Sky News has launched a high-profile campaign calling on the leaders of the main political parties to commit to a televised debate – or strictly, several – at the next election. They make a compelling case – pointing out that even Afghanistan managed it. Why on earth, in the year of our Lord two thousand and ten, can’t we?
David Cameron responded almost instantly to Sky’s letter; Nick Clegg has also backed the idea in the past few weeks. Then again, of course they would. So ultimately, it all comes down to the Labour response – although Sky don’t seem to be ruling out the ‘tub of lard’ option.
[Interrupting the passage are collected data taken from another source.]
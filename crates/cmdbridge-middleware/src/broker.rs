//! The external publish/subscribe broker seen by the bridge.
//!
//! The bridge never speaks to a concrete client library. It calls through
//! [`Broker`], which [`MqttBroker`][crate::mqtt::MqttBroker] implements for
//! MQTT and test fakes implement in memory.

use async_trait::async_trait;
use cmdbridge_types::{BridgeError, DeliveryOptions, QosLevel};

/// Every external-broker client must implement this trait.
///
/// # Contract
///
/// * `subscribe` – registers interest in `filter`. Delivery of matching
///   messages is the client's job; it hands them to
///   [`CommandBridge::dispatch`][crate::bridge::CommandBridge::dispatch].
///
/// * `publish` – submits `payload` on `topic` and resolves once the client has
///   accepted it. Failures are reported as [`BridgeError::Publish`] and are
///   never retried by the caller.
#[async_trait]
pub trait Broker: Send + Sync {
    async fn subscribe(&self, filter: &str, qos: QosLevel) -> Result<(), BridgeError>;

    /// Submit `payload` on `topic`.
    ///
    /// `Ok` means the client accepted the message for delivery, not that the
    /// broker acknowledged it. With QoS 1 or 2 the acknowledgment arrives
    /// later on the client's event loop and is not reported back here.
    async fn publish(
        &self,
        topic: &str,
        options: DeliveryOptions,
        payload: Vec<u8>,
    ) -> Result<(), BridgeError>;
}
I find it quite remarkable that we’ve made it to 2010 without TV debates becoming part of the British electoral process. How dare they refuse the electorate a neatly packaged opportunity to ‘compare the market’? (Sorry.) It shouldn’t be about whether each leader thinks it’s strategically advantageous to him or her. Doesn’t the electorate have an absolute right to expect those who wish to lead it to come before them, and present their case using the electorate’s preferred communication medium? And isn’t it reasonable, in a world where media profile is all, for those leadership candidates to demonstrate their competence in that regard?
For once, I think it’s in everyone’s strategic interests to have the debate this time round. Cameron’s good on camera. Clegg needs the exposure. And Labour can’t do any worse. Actually, if I were Labour, I’d be saying yes, specifically with a view to the long term. If we have a debate this time, it’ll be nigh-on impossible not to have one at every future election. And whilst it mightn’t actually help Labour on this occasion, they may well be grateful of the opportunity to embarrass Cameron (or whoever) in four or eight years’ time.
But you know what? I almost think the most compelling reason for doing it, is simply to do it. Because it’s never been done before, and it might spark a bit of interest among the disinterested. And because it means we’ll never have to have this argument again.
PS: Do I need to note that Sky might not be launching this campaign this solely out of a belief in the democratic benefits? It’s in their interests to ‘own’ the issue… otherwise the event would undoubtedly go to the BBC. (And probably still will.)